Pecuma aku sekolah. Aku hanya dikucilkan, dipojokkan, tak dianggap. inginku mereka tahu, aku ada, aku nyata. Aku hanya sedikit berbeda dari mereka, dari bunga-bunga mawar yang lainnya. Mungkin, bila diibaratkan, aku hanya bunga mawar yang tak memiliki benang sari. Aku hanya sedikit cacat.

Bunda, aku hanya bisa menunggu disini. Berharap engkau pasti akan datang padaku.setidaknya memberikan sedkit kekuatan untuk aku kuat menghadapi cobaan ini. Bunda, dulu, disaat mereka bermain bola bekel, aku hanya bisa diam memandangnya dengan tatapan iri. Aku ingin, tapi… mereka tak menganggapku. Setiap kali mereka bermain, bercanda, bergembira, aku hanya bisa menyaksikannya dengan mataku. Bertahan ? aku selalu bertahan. Aku telah coba melampiaskan semua itu, aku bermain sendiri dirumah. Tanpa seorang teman. Hanya sendiri. aku mencoba tersenyum saat bola bekel itu tak bisa ku tanggap. Aku hanya tertawa semu saat keong-keong itu tak muat aku raup.

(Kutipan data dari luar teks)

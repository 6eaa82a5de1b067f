//! Lexical path arithmetic.
//!
//! Nothing here touches the filesystem; callers pass absolute paths when
//! they want stable results.

use std::path::{Component, Path, PathBuf};

/// Removes `.` components and folds `..` into the preceding component.
#[must_use]
pub fn normalize(path: &Path) -> PathBuf {
    let mut normalized = PathBuf::new();
    for component in path.components() {
        match component {
            Component::CurDir => {}
            Component::ParentDir => {
                if matches!(
                    normalized.components().next_back(),
                    Some(Component::Normal(_))
                ) {
                    normalized.pop();
                } else if !normalized.has_root() {
                    normalized.push("..");
                }
            }
            other => normalized.push(other.as_os_str()),
        }
    }
    normalized
}

/// Expresses `target` relative to the directory `base`.
///
/// Falls back to `target` unchanged when the two paths share no root, e.g.
/// one is relative and the other absolute.
#[must_use]
pub fn relative_path(base: &Path, target: &Path) -> PathBuf {
    let base = normalize(base);
    let target = normalize(target);

    if base.has_root() != target.has_root() {
        return target;
    }

    let base_parts: Vec<Component<'_>> = base.components().collect();
    let target_parts: Vec<Component<'_>> = target.components().collect();

    let common = base_parts
        .iter()
        .zip(&target_parts)
        .take_while(|(a, b)| a == b)
        .count();

    if base.has_root() && common == 0 {
        return target;
    }

    let mut relative = PathBuf::new();
    for _ in &base_parts[common..] {
        relative.push("..");
    }
    for part in &target_parts[common..] {
        relative.push(part.as_os_str());
    }

    if relative.as_os_str().is_empty() {
        relative.push(".");
    }
    relative
}

#[cfg(test)]
mod tests {
    use super::*;

    #[test]
    fn test_normalize() {
        assert_eq!(normalize(Path::new("/a/./b/../c")), PathBuf::from("/a/c"));
        assert_eq!(normalize(Path::new("a/../../b")), PathBuf::from("../b"));
        assert_eq!(normalize(Path::new("/../a")), PathBuf::from("/a"));
    }

    #[test]
    fn test_relative_sibling_trees() {
        assert_eq!(
            relative_path(Path::new("/work/shop/.edgesite/stack"), Path::new("/work/shop/www/index.html")),
            PathBuf::from("../../www/index.html")
        );
    }

    #[test]
    fn test_relative_is_independent_of_checkout_location() {
        let first = relative_path(Path::new("/home/a/site/.edgesite/stack"), Path::new("/home/a/site/www/x.css"));
        let second = relative_path(Path::new("/runner/build/.edgesite/stack"), Path::new("/runner/build/www/x.css"));
        assert_eq!(first, second);
    }

    #[test]
    fn test_relative_nested_and_same() {
        assert_eq!(
            relative_path(Path::new("/srv"), Path::new("/srv/www/a.html")),
            PathBuf::from("www/a.html")
        );
        assert_eq!(relative_path(Path::new("/srv"), Path::new("/srv")), PathBuf::from("."));
        assert_eq!(
            relative_path(Path::new("relative"), Path::new("/abs/a.html")),
            PathBuf::from("/abs/a.html")
        );
    }
}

Namun, tetap saja ada rasa yang kurang. Rasa penyemangat darimu dulu  itu tetap saja tidak menemani bersamaku. Bahkan ketika tegukan air pertama ini mulai masuk dalam kerongkongan, membasahi rongga hati, tangis ini pun meledak, bulir-bulir panas ini mulai berjatuhan membasahi pipi dan menetes sehingga membuat catatan kecil itu semakin kusut.

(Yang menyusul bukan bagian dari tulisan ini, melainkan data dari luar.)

//! Property values, addresses and deferred outputs.
//!
//! A property is either a literal or something the engine can only resolve
//! after another resource exists. Deferred values are carried as [`Output`]s;
//! they render to engine interpolation expressions and are also the source of
//! every inferred dependency edge in the graph.

use serde::{Deserialize, Serialize};
use serde_json::Value;
use std::collections::{BTreeMap, BTreeSet};

/// Whether an address names a managed resource or a read-only lookup.
#[derive(Debug, Clone, Copy, PartialEq, Eq, Hash, PartialOrd, Ord, Serialize, Deserialize)]
#[serde(rename_all = "lowercase")]
pub enum Mode {
    /// Created, updated and destroyed by the engine.
    Managed,
    /// Looked up, never modified.
    Data,
}

/// Stable logical address of a declaration.
#[derive(Debug, Clone, PartialEq, Eq, Hash, PartialOrd, Ord, Serialize, Deserialize)]
pub struct Address {
    /// Managed resource or data source.
    pub mode: Mode,
    /// Engine resource type, e.g. `aws_s3_bucket`.
    pub resource_type: String,
    /// Logical name, unique per type.
    pub name: String,
}

impl Address {
    /// Address of a managed resource.
    #[must_use]
    pub fn managed(resource_type: &str, name: &str) -> Self {
        Self {
            mode: Mode::Managed,
            resource_type: resource_type.to_string(),
            name: name.to_string(),
        }
    }

    /// Address of a data source.
    #[must_use]
    pub fn data(resource_type: &str, name: &str) -> Self {
        Self {
            mode: Mode::Data,
            resource_type: resource_type.to_string(),
            name: name.to_string(),
        }
    }

    /// Returns true for read-only lookups.
    #[must_use]
    pub const fn is_data(&self) -> bool {
        matches!(self.mode, Mode::Data)
    }

    /// Deferred value of one of this declaration's attributes.
    #[must_use]
    pub fn attr(&self, attribute: &str) -> Output {
        Output {
            source: self.clone(),
            expression: format!("{self}.{attribute}"),
        }
    }
}

impl std::fmt::Display for Address {
    fn fmt(&self, f: &mut std::fmt::Formatter<'_>) -> std::fmt::Result {
        match self.mode {
            Mode::Managed => write!(f, "{}.{}", self.resource_type, self.name),
            Mode::Data => write!(f, "data.{}.{}", self.resource_type, self.name),
        }
    }
}

/// A value known only once its source declaration has been applied.
#[derive(Debug, Clone, PartialEq, Eq)]
pub struct Output {
    source: Address,
    expression: String,
}

impl Output {
    /// An arbitrary engine expression over `source`.
    ///
    /// The expression must only reference `source`; the dependency edge is
    /// taken from it.
    #[must_use]
    pub fn derived(source: &Address, expression: impl Into<String>) -> Self {
        Self {
            source: source.clone(),
            expression: expression.into(),
        }
    }

    /// `field` of the first element of the list attribute `list`.
    #[must_use]
    pub fn first_of(source: &Address, list: &str, field: &str) -> Self {
        Self::derived(source, format!("tolist({source}.{list})[0].{field}"))
    }

    /// The declaration this value comes from.
    #[must_use]
    pub const fn source(&self) -> &Address {
        &self.source
    }

    /// The raw engine expression.
    #[must_use]
    pub fn expression(&self) -> &str {
        &self.expression
    }

    /// The expression wrapped for interpolation inside a string.
    #[must_use]
    pub fn interpolation(&self) -> String {
        format!("${{{}}}", self.expression)
    }
}

#[derive(Debug, Clone, PartialEq, Eq)]
enum Segment {
    Text(String),
    Output(Output),
}

/// A string assembled from literal text and deferred values.
#[derive(Debug, Clone, PartialEq, Eq, Default)]
pub struct Template {
    segments: Vec<Segment>,
}

impl Template {
    /// Creates an empty template.
    #[must_use]
    pub const fn new() -> Self {
        Self {
            segments: Vec::new(),
        }
    }

    /// Appends literal text.
    #[must_use]
    pub fn text(mut self, text: impl Into<String>) -> Self {
        self.segments.push(Segment::Text(text.into()));
        self
    }

    /// Appends a deferred value.
    #[must_use]
    pub fn output(mut self, output: Output) -> Self {
        self.segments.push(Segment::Output(output));
        self
    }

    /// Splits `text` on placeholder tokens, substituting each with its output.
    ///
    /// Used to embed deferred values in documents that are serialized first,
    /// such as JSON policies.
    #[must_use]
    pub fn from_placeholders(text: &str, substitutions: &[(&str, Output)]) -> Self {
        let mut template = Self::new();
        let mut rest = text;

        loop {
            let next = substitutions
                .iter()
                .filter_map(|(token, output)| rest.find(token).map(|at| (at, *token, output)))
                .min_by_key(|(at, _, _)| *at);

            let Some((at, token, output)) = next else {
                break;
            };

            if at > 0 {
                template = template.text(&rest[..at]);
            }
            template = template.output(output.clone());
            rest = &rest[at + token.len()..];
        }

        if !rest.is_empty() {
            template = template.text(rest);
        }
        template
    }

    /// Renders to a string with interpolation expressions.
    #[must_use]
    pub fn render(&self) -> String {
        self.segments
            .iter()
            .map(|segment| match segment {
                Segment::Text(text) => escape_literal(text),
                Segment::Output(output) => output.interpolation(),
            })
            .collect()
    }

    /// Returns the literal value when the template holds no deferred parts.
    #[must_use]
    pub fn as_literal(&self) -> Option<String> {
        self.segments
            .iter()
            .map(|segment| match segment {
                Segment::Text(text) => Some(text.as_str()),
                Segment::Output(_) => None,
            })
            .collect::<Option<Vec<_>>>()
            .map(|parts| parts.concat())
    }

    /// Every declaration referenced by this template.
    #[must_use]
    pub fn references(&self) -> BTreeSet<Address> {
        let mut refs = BTreeSet::new();
        self.collect_references(&mut refs);
        refs
    }

    fn collect_references(&self, into: &mut BTreeSet<Address>) {
        for segment in &self.segments {
            if let Segment::Output(output) = segment {
                into.insert(output.source.clone());
            }
        }
    }
}

impl From<Output> for Template {
    fn from(output: Output) -> Self {
        Self::new().output(output)
    }
}

/// Escapes engine template sequences in literal text.
fn escape_literal(text: &str) -> String {
    text.replace("${", "$${").replace("%{", "%%{")
}

/// A property value.
#[derive(Debug, Clone, PartialEq)]
pub enum Prop {
    /// A plain value with no engine-side resolution.
    Literal(Value),
    /// A string that may embed deferred values.
    Template(Template),
    /// A list of values.
    List(Vec<Prop>),
    /// A nested block.
    Block(Props),
}

impl Prop {
    /// Renders to the engine's JSON representation.
    #[must_use]
    pub fn render(&self) -> Value {
        match self {
            Self::Literal(value) => escape_value(value),
            Self::Template(template) => Value::String(template.render()),
            Self::List(items) => Value::Array(items.iter().map(Self::render).collect()),
            Self::Block(props) => props.render(),
        }
    }

    fn collect_references(&self, into: &mut BTreeSet<Address>) {
        match self {
            Self::Literal(_) => {}
            Self::Template(template) => template.collect_references(into),
            Self::List(items) => {
                for item in items {
                    item.collect_references(into);
                }
            }
            Self::Block(props) => props.collect_references(into),
        }
    }
}

fn escape_value(value: &Value) -> Value {
    match value {
        Value::String(s) => Value::String(escape_literal(s)),
        Value::Array(items) => Value::Array(items.iter().map(escape_value).collect()),
        Value::Object(map) => Value::Object(
            map.iter()
                .map(|(k, v)| (k.clone(), escape_value(v)))
                .collect(),
        ),
        other => other.clone(),
    }
}

impl From<&str> for Prop {
    fn from(value: &str) -> Self {
        Self::Literal(Value::String(value.to_string()))
    }
}

impl From<String> for Prop {
    fn from(value: String) -> Self {
        Self::Literal(Value::String(value))
    }
}

impl From<bool> for Prop {
    fn from(value: bool) -> Self {
        Self::Literal(Value::Bool(value))
    }
}

impl From<u32> for Prop {
    fn from(value: u32) -> Self {
        Self::Literal(Value::from(value))
    }
}

impl From<Output> for Prop {
    fn from(value: Output) -> Self {
        Self::Template(value.into())
    }
}

impl From<Template> for Prop {
    fn from(value: Template) -> Self {
        Self::Template(value)
    }
}

impl From<Props> for Prop {
    fn from(value: Props) -> Self {
        Self::Block(value)
    }
}

impl<T: Into<Self>> From<Vec<T>> for Prop {
    fn from(values: Vec<T>) -> Self {
        Self::List(values.into_iter().map(Into::into).collect())
    }
}

/// An ordered set of named properties.
#[derive(Debug, Clone, PartialEq, Default)]
pub struct Props(BTreeMap<String, Prop>);

impl Props {
    /// Creates an empty property set.
    #[must_use]
    pub const fn new() -> Self {
        Self(BTreeMap::new())
    }

    /// Sets a property, builder style.
    #[must_use]
    pub fn set(mut self, key: &str, value: impl Into<Prop>) -> Self {
        self.0.insert(key.to_string(), value.into());
        self
    }

    /// Gets a property by name.
    #[must_use]
    pub fn get(&self, key: &str) -> Option<&Prop> {
        self.0.get(key)
    }

    /// Renders to a JSON object.
    #[must_use]
    pub fn render(&self) -> Value {
        Value::Object(
            self.0
                .iter()
                .map(|(key, prop)| (key.clone(), prop.render()))
                .collect(),
        )
    }

    /// Every declaration referenced by a deferred value in these properties.
    #[must_use]
    pub fn references(&self) -> BTreeSet<Address> {
        let mut refs = BTreeSet::new();
        self.collect_references(&mut refs);
        refs
    }

    fn collect_references(&self, into: &mut BTreeSet<Address>) {
        for prop in self.0.values() {
            prop.collect_references(into);
        }
    }
}

#[cfg(test)]
mod tests {
    use super::*;
    use serde_json::json;

    #[test]
    fn test_address_display() {
        assert_eq!(Address::managed("aws_s3_bucket", "bucket").to_string(), "aws_s3_bucket.bucket");
        assert_eq!(
            Address::data("aws_route53_zone", "zone").to_string(),
            "data.aws_route53_zone.zone"
        );
    }

    #[test]
    fn test_output_interpolation() {
        let bucket = Address::managed("aws_s3_bucket", "bucket");
        assert_eq!(bucket.attr("arn").interpolation(), "${aws_s3_bucket.bucket.arn}");

        let cert = Address::managed("aws_acm_certificate", "certificate");
        let name = Output::first_of(&cert, "domain_validation_options", "resource_record_name");
        assert_eq!(
            name.expression(),
            "tolist(aws_acm_certificate.certificate.domain_validation_options)[0].resource_record_name"
        );
        assert_eq!(name.source(), &cert);
    }

    #[test]
    fn test_template_render_and_literal() {
        let cdn = Address::managed("aws_cloudfront_distribution", "cdn");
        let url = Template::new().text("https://").output(cdn.attr("domain_name"));
        assert_eq!(url.render(), "https://${aws_cloudfront_distribution.cdn.domain_name}");
        assert_eq!(url.as_literal(), None);

        let fixed = Template::new().text("https://").text("shop.example.com");
        assert_eq!(fixed.as_literal().as_deref(), Some("https://shop.example.com"));
    }

    #[test]
    fn test_from_placeholders() {
        let bucket = Address::managed("aws_s3_bucket", "bucket");
        let template = Template::from_placeholders(
            "[\"@A@\",\"@A@/*\"]",
            &[("@A@", bucket.attr("arn"))],
        );
        assert_eq!(
            template.render(),
            "[\"${aws_s3_bucket.bucket.arn}\",\"${aws_s3_bucket.bucket.arn}/*\"]"
        );
    }

    #[test]
    fn test_literals_are_escaped() {
        let props = Props::new()
            .set("key", "docs/${name}.html")
            .set("nested", Props::new().set("flag", true).set("ttl", 60u32));

        assert_eq!(
            props.render(),
            json!({"key": "docs/$${name}.html", "nested": {"flag": true, "ttl": 60}})
        );
    }

    #[test]
    fn test_references_are_collected_through_nesting() {
        let bucket = Address::managed("aws_s3_bucket", "bucket");
        let oai = Address::managed("aws_cloudfront_origin_access_identity", "oai");
        let props = Props::new()
            .set("plain", "value")
            .set(
                "origin",
                vec![Props::new()
                    .set("origin_id", bucket.attr("arn"))
                    .set("s3_origin_config", Props::new().set("origin_access_identity", oai.attr("cloudfront_access_identity_path")))],
            );

        let refs = props.references();
        assert_eq!(refs.len(), 2);
        assert!(refs.contains(&bucket));
        assert!(refs.contains(&oai));
    }
}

Masih dalam tangis, aku pun mulai beringsut ke sudut sofa di terminal tiga itu. Nampak beberapa mata menatap dengan rasa iba dan penuh dengan tanda tanya. Tanpa ada suara, tanpa ada nada, hanya desahan nafas yang terasa semakin berat, dan semakin mengikat serta menyekat tenggorokan.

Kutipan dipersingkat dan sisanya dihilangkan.